## Record excerpts
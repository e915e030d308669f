use thiserror::Error;
use crate::services::SourceError;

/// Errors surfaced by a similarity search
///
/// An empty result list is never an error; callers can always tell
/// "nothing comparable found" apart from "the search could not run".
#[derive(Debug, Error)]
pub enum SearchError {
    #[error("Not found: {0}")]
    NotFound(String),

    #[error("Invalid input: {0}")]
    InvalidInput(String),

    #[error("Configuration error: {0}")]
    Config(String),

    #[error("Search cancelled")]
    Cancelled,

    #[error("Candidate source error: {0}")]
    Source(#[from] SourceError),
}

## Exercise goal
Down to the last line, reproduce the entries above precisely.

## Answer to this task
repository e915e030d308669f
use thiserror::Error;
use crate::services::SourceError;

/// Errors surfaced by a similarity search
///
/// An empty result list is never an error; callers can always tell
/// "nothing comparable found" apart from "the search could not run".
#[derive(Debug, Error)]
pub enum SearchError {
    #[error("Not found: {0}")]
    NotFound(String),

    #[error("Invalid input: {0}")]
    InvalidInput(String),

    #[error("Configuration error: {0}")]
    Config(String),

    #[error("Search cancelled")]
    Cancelled,

    #[error("Candidate source error: {0}")]
    Source(#[from] SourceError),
}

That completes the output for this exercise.